Nous avons plus d’une décennie d’opérations sous notre ceinture avec zéro rappel. Être les premiers sur le marché infusé a certainement aidé, et rester fidèle aux définitions traditionnelles du cannabis est crucial. Si nous vous vendons du “cold cured live rosin”, c’est du cold cured. Si nous vous vendons du “first press”, c’est du first press. Au début de cette industrie, il n’y avait pas de concurrents dans l’espace infusé. Ensuite, d’ici 2017, il y avait plus de 70 licences produisant des pré-rouleaux que nous connaissions en tant que concurrents. Lorsque vous êtes face à des startups qui donnent littéralement des produits gratuitement, il est difficile de faire une vente. Ces dernières années, le tide a reculé et a révélé qui se baignait avec de la dette, et maintenant nous nous attendons à une industrie beaucoup plus saine et plus stable.
Il vaut la peine de mentionner que le chiffre de 1,5 milliard de dollars confond les choses un peu. La valeur réelle au détail de cela serait plus proche de 600 millions de dollars en tenant compte de la marge bénéficiaire détaillante et des taxes.
Pendant ce temps, les “intoxicants à base de chanvre légaux” paient peu ou pas d’impôts avec pratiquement aucune surveillance. Le MED et l’État du Colorado doivent sortir la tête du sable et repenser ces politiques fiscales et ces interdictions sur la faille THCA. De nombreuses marques quittent le Colorado parce que le gouvernement pense à court terme et nous empêche de profiter d’une loi agricole qui a accidentellement légalisé le cannabis pour la moitié du pays. La faille de la fleur THCA est une plaisanterie, et après six ans de folie, nous devrions être en mesure de profiter. Si le Colorado veut avoir une industrie lors de la légalisation fédérale, ils doivent commencer à encourager la croissance et nous traiter comme n’importe quelle autre grande industrie du Colorado. Au lieu de cela, ils nous traitent comme des oies d’or et agissent comme si nous avions de la chance de pondre des œufs pour eux.
Comment une reclassification fédérale aurait-elle un impact sur les opérations de The Flower Collective et sur l’industrie du cannabis du Colorado dans son ensemble ?
La reclassification fédérale du cannabis pose divers défis à The Flower Collective et à toutes les autres entités actuellement licenciées dans un État avec un cannabis réglementé. Ces défis vont de la conformité réglementaire, des implications fiscales et de la conformité opérationnelle avec un nouveau corps réglementaire qui est le gouvernement fédéral.

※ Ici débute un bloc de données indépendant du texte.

use serde::Serialize;
use std::sync::Arc;
use std::time::Duration;
use tokio::sync::{mpsc, watch};
use tokio::task::{JoinHandle, JoinSet};
use tokio::time::Instant;
use tracing::{error, info, warn};

use crate::config::{FailurePolicy, Options};
use crate::error::{BenchError, WorkerError};
use crate::limiter::RateLimiter;
use crate::metrics::{Progress, Summary};
use crate::worker::{self, Worker, WorkerConfig, WorkerReport};
use crate::workload::Workload;

/// Lifecycle of a run.
#[derive(Debug, Clone, Copy, PartialEq, Eq, Serialize)]
#[serde(rename_all = "lowercase")]
pub enum RunState {
    Idle,
    Running,
    Completed,
    Aborted,
}

/// Split `total` requests across `workers`: every share is `total / workers`,
/// and the first `total % workers` shares get one more.
pub fn shares(total: u64, workers: usize) -> Vec<u64> {
    if workers == 0 {
        return Vec::new();
    }
    let n = workers as u64;
    let base = total / n;
    let extra = total % n;
    (0..n).map(|i| base + u64::from(i < extra)).collect()
}

/// One benchmark run: validates options, opens every connection, then drives
/// one worker per connection until the budget is spent or the run is aborted.
pub struct Bench<W: Workload + ?Sized> {
    name: String,
    addr: String,
    options: Options,
    workload: Arc<W>,
    state: RunState,
}

impl<W: Workload + ?Sized + 'static> Bench<W> {
    pub fn new(name: &str, addr: &str, options: Options, workload: Arc<W>) -> Self {
        Self {
            name: name.to_string(),
            addr: addr.to_string(),
            options,
            workload,
            state: RunState::Idle,
        }
    }

    pub fn state(&self) -> RunState {
        self.state
    }

    pub async fn run(&mut self) -> Result<Summary, BenchError> {
        self.options.validate()?;
        let streams = self.connect_all().await?;

        let options = &self.options;
        let shares = shares(options.requests, options.clients);
        let base_seed = options.seed.unwrap_or_else(rand::random);
        let limiter = options.rate_limit.map(|rate| Arc::new(RateLimiter::new(rate)));
        let progress = Arc::new(Progress::default());
        let (cancel_tx, cancel_rx) = watch::channel(false);
        let (done_tx, mut done_rx) = mpsc::unbounded_channel::<WorkerReport>();

        self.state = RunState::Running;
        let started = Instant::now();
        info!(
            name = %self.name,
            addr = %self.addr,
            clients = options.clients,
            requests = options.requests,
            pipeline = options.pipeline,
            "benchmark started"
        );

        let mut handles: Vec<JoinHandle<()>> = Vec::with_capacity(shares.len());
        for (id, (stream, share)) in streams.into_iter().zip(shares.iter().copied()).enumerate() {
            let config = WorkerConfig::from_options(options, id, share, base_seed.wrapping_add(id as u64));
            let worker = Worker::new(
                config,
                Arc::clone(&self.workload),
                limiter.clone(),
                Arc::clone(&progress),
                cancel_rx.clone(),
            );
            let done_tx = done_tx.clone();
            let handle = tokio::spawn(async move {
                // A panic outside the workload still has to reach the
                // coordinator while the other workers are running.
                let report = match tokio::spawn(worker.run(stream)).await {
                    Ok(report) => report,
                    Err(e) => {
                        error!(worker = id, error = %e, "worker task failed");
                        WorkerReport::panicked(id, share)
                    }
                };
                done_tx.send(report).ok();
            });
            handles.push(handle);
        }
        drop(done_tx);

        let reporter = options
            .progress_interval
            .map(|every| spawn_progress_reporter(self.name.clone(), Arc::clone(&progress), options.requests, every));

        let deadline = options.time_limit.map(|limit| started + limit);
        let time_limit = async {
            match deadline {
                Some(deadline) => tokio::time::sleep_until(deadline).await,
                None => std::future::pending().await,
            }
        };
        tokio::pin!(time_limit);

        let mut aborted = false;
        let mut reports = Vec::with_capacity(handles.len());
        loop {
            tokio::select! {
                report = done_rx.recv() => {
                    let Some(report) = report else { break };
                    let panicked = matches!(report.error, Some(WorkerError::Panicked));
                    let strict = options.failure_policy == FailurePolicy::AbortOnFirstError;
                    if report.error.is_some() && (strict || panicked) && !aborted {
                        warn!(worker = report.stats.id, "aborting run after worker failure");
                        aborted = true;
                        cancel_tx.send(true).ok();
                    }
                    reports.push(report);
                }
                _ = &mut time_limit, if !aborted => {
                    warn!(name = %self.name, "time limit reached, cancelling workers");
                    aborted = true;
                    cancel_tx.send(true).ok();
                }
            }
        }

        for handle in handles {
            if let Err(e) = handle.await {
                error!(error = %e, "worker supervisor failed");
            }
        }
        if let Some(reporter) = reporter {
            reporter.abort();
        }

        reports.sort_by_key(|r| r.stats.id);
        self.state = if aborted { RunState::Aborted } else { RunState::Completed };
        let summary = Summary::aggregate(&self.name, options, started, self.state, &reports);
        info!(
            name = %summary.name,
            completed = summary.completed,
            errors = summary.errors,
            elapsed_secs = summary.elapsed_secs,
            throughput_rps = summary.throughput_rps,
            state = ?summary.state,
            "benchmark finished"
        );
        Ok(summary)
    }

    /// Open every connection before the clock starts, so an unreachable target
    /// fails the run before a single request is issued.
    async fn connect_all(&self) -> Result<Vec<tokio::net::TcpStream>, BenchError> {
        let mut set = JoinSet::new();
        for id in 0..self.options.clients {
            let addr = self.addr.clone();
            let options = self.options.clone();
            set.spawn(async move { (id, worker::connect(&addr, &options).await) });
        }

        let mut streams: Vec<Option<tokio::net::TcpStream>> = (0..self.options.clients).map(|_| None).collect();
        while let Some(joined) = set.join_next().await {
            let (id, result) = joined.map_err(|e| BenchError::Runtime(e.to_string()))?;
            match result {
                Ok(stream) => streams[id] = Some(stream),
                Err(source) => {
                    // dropping the set aborts the remaining attempts
                    return Err(BenchError::Connect {
                        addr: self.addr.clone(),
                        source,
                    });
                }
            }
        }
        Ok(streams.into_iter().flatten().collect())
    }
}

fn spawn_progress_reporter(name: String, progress: Arc<Progress>, requested: u64, every: Duration) -> JoinHandle<()> {
    tokio::spawn(async move {
        let mut interval = tokio::time::interval(every);
        interval.tick().await; // consume the immediate first tick
        loop {
            interval.tick().await;
            info!(
                name = %name,
                completed = progress.completed(),
                requested,
                errors = progress.errors(),
                "progress"
            );
        }
    })
}

/// Run one benchmark of `workload` against `addr`.
pub async fn run<W>(name: &str, addr: &str, options: &Options, workload: W) -> Result<Summary, BenchError>
where
    W: Workload + 'static,
{
    Bench::new(name, addr, options.clone(), Arc::new(workload)).run().await
}

/// Blocking form of [`run`] for callers without a runtime.
pub fn run_blocking<W>(name: &str, addr: &str, options: &Options, workload: W) -> Result<Summary, BenchError>
where
    W: Workload + 'static,
{
    let runtime = tokio::runtime::Builder::new_multi_thread()
        .enable_all()
        .build()
        .map_err(|e| BenchError::Runtime(e.to_string()))?;
    runtime.block_on(run(name, addr, options, workload))
}
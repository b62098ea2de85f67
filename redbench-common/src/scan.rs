use crate::{ProtocolError, Result, DEFAULT_MAX_DEPTH, MAX_BULK_LEN, MAX_LINE_LEN};

/// Outcome of one [`FrameScanner::scan`] call.
#[derive(Debug, Clone, Copy, Default, PartialEq, Eq)]
pub struct Scanned {
    /// Bytes of the input that belong to frames seen so far and may be dropped.
    pub consumed: usize,
    /// Top-level frames completed during this call.
    pub frames: usize,
    /// How many of `frames` were error replies (`-` or `!`).
    pub error_frames: usize,
}

#[derive(Debug, Clone, Copy, PartialEq, Eq)]
enum Pending {
    /// Waiting for a complete CRLF-terminated header line.
    Header,
    /// Bulk payload bytes still to skip.
    Payload(usize),
    /// CRLF after a bulk payload; holds how many of its two bytes were matched.
    Terminator(usize),
}

/// Resumable scanner that counts complete frames in a byte stream without
/// decoding their values.
///
/// The caller owns the buffer: it appends whatever the socket returned, calls
/// [`scan`](Self::scan), then drops `consumed` bytes from the front. A partial
/// header line is left unconsumed until its CRLF arrives; a partial bulk
/// payload is consumed as it arrives and tracked by a bytes-still-needed
/// counter, so large replies never accumulate in the buffer.
#[derive(Debug, Clone)]
pub struct FrameScanner {
    /// Elements still expected by each open aggregate, innermost last.
    open: Vec<usize>,
    pending: Pending,
    max_depth: usize,
}

impl Default for FrameScanner {
    fn default() -> Self {
        Self::new()
    }
}

impl FrameScanner {
    pub fn new() -> Self {
        Self::with_max_depth(DEFAULT_MAX_DEPTH)
    }

    pub fn with_max_depth(max_depth: usize) -> Self {
        Self {
            open: Vec::new(),
            pending: Pending::Header,
            max_depth,
        }
    }

    /// `true` when no frame is partially scanned.
    pub fn is_idle(&self) -> bool {
        self.open.is_empty() && self.pending == Pending::Header
    }

    /// Scan `input` from the start, stopping after `limit` complete frames or
    /// when the input runs out.
    pub fn scan(&mut self, input: &[u8], limit: usize) -> Result<Scanned> {
        let mut out = Scanned::default();
        while out.frames < limit {
            match self.pending {
                Pending::Payload(remaining) => {
                    let available = input.len() - out.consumed;
                    if available == 0 {
                        break;
                    }
                    let take = remaining.min(available);
                    out.consumed += take;
                    self.pending = if take == remaining {
                        Pending::Terminator(0)
                    } else {
                        Pending::Payload(remaining - take)
                    };
                }
                Pending::Terminator(matched) => {
                    let Some(&byte) = input.get(out.consumed) else {
                        break;
                    };
                    if byte != b"\r\n"[matched] {
                        return Err(ProtocolError::MissingTerminator);
                    }
                    out.consumed += 1;
                    if matched == 0 {
                        self.pending = Pending::Terminator(1);
                    } else {
                        self.pending = Pending::Header;
                        self.finish_element(&mut out, false);
                    }
                }
                Pending::Header => {
                    let rest = &input[out.consumed..];
                    let Some(lf) = rest.iter().position(|&b| b == b'\n') else {
                        if rest.len() > MAX_LINE_LEN {
                            return Err(ProtocolError::LineTooLong(MAX_LINE_LEN));
                        }
                        break;
                    };
                    if lf > MAX_LINE_LEN {
                        return Err(ProtocolError::LineTooLong(MAX_LINE_LEN));
                    }
                    if lf == 0 || rest[lf - 1] != b'\r' {
                        return Err(ProtocolError::MalformedLine);
                    }
                    out.consumed += lf + 1;
                    self.header(&rest[..lf - 1], &mut out)?;
                }
            }
        }
        Ok(out)
    }

    fn header(&mut self, line: &[u8], out: &mut Scanned) -> Result<()> {
        let (&marker, body) = line.split_first().ok_or(ProtocolError::MalformedLine)?;
        match marker {
            // status, integer, and the single-line RESP3 scalars
            b'+' | b':' | b'_' | b',' | b'#' | b'(' => self.finish_element(out, false),
            b'-' => self.finish_element(out, true),
            b'$' | b'=' | b'!' => match parse_len(body, MAX_BULK_LEN)? {
                None => self.finish_element(out, false),
                Some(len) => {
                    self.pending = if len == 0 {
                        Pending::Terminator(0)
                    } else {
                        Pending::Payload(len)
                    };
                    if marker == b'!' && self.open.is_empty() {
                        out.error_frames += 1;
                    }
                }
            },
            b'*' | b'~' | b'>' | b'%' => match parse_len(body, usize::MAX / 2)? {
                None | Some(0) => self.finish_element(out, false),
                Some(len) => {
                    if self.open.len() >= self.max_depth {
                        return Err(ProtocolError::TooDeep(self.max_depth));
                    }
                    // a map carries a key and a value per entry
                    let elements = if marker == b'%' { len * 2 } else { len };
                    self.open.push(elements);
                }
            },
            other => return Err(ProtocolError::UnexpectedType(other)),
        }
        Ok(())
    }

    /// Close one element, unwinding every aggregate it completes.
    fn finish_element(&mut self, out: &mut Scanned, is_error: bool) {
        if is_error && self.open.is_empty() {
            out.error_frames += 1;
        }
        while let Some(remaining) = self.open.last_mut() {
            *remaining -= 1;
            if *remaining > 0 {
                return;
            }
            self.open.pop();
        }
        out.frames += 1;
    }
}

/// Parse a decimal length; `-1` means a null frame.
fn parse_len(digits: &[u8], max: usize) -> Result<Option<usize>> {
    let invalid = || ProtocolError::InvalidLength(String::from_utf8_lossy(digits).into_owned());
    if digits == b"-1" {
        return Ok(None);
    }
    if digits.is_empty() || digits.len() > 20 {
        return Err(invalid());
    }
    let mut len: usize = 0;
    for &d in digits {
        if !d.is_ascii_digit() {
            return Err(invalid());
        }
        len = len
            .checked_mul(10)
            .and_then(|n| n.checked_add((d - b'0') as usize))
            .ok_or_else(invalid)?;
    }
    if len > max {
        return Err(invalid());
    }
    Ok(Some(len))
}
pub mod bench;
pub mod config;
pub mod error;
pub mod limiter;
pub mod metrics;
pub mod worker;
pub mod workload;

pub use bench::{run, run_blocking, Bench, RunState};
pub use config::{FailurePolicy, Options};
pub use error::{BenchError, ConfigError, WorkerError};
pub use metrics::Summary;
pub use redbench_common::append_command;
pub use workload::Workload;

Cette reclassification, après tout, sera pionnière par le gouvernement… le même gouvernement qui menace souvent de fermeture parce qu’il ne peut pas s’entendre sur la façon d’allouer des fonds. Ce sont les gens qui contrôlent notre avenir et nous n’avons pas confiance qu’ils comprendront les complexes profondes de l’intégration de la réglementation de l’État à l’État et de l’État au fédéral.
Merci de nous avoir rejoints, Ethan et Maxwell ! Pour en savoir plus sur The Flower Collective et ses produits, veuillez visiter son site Web.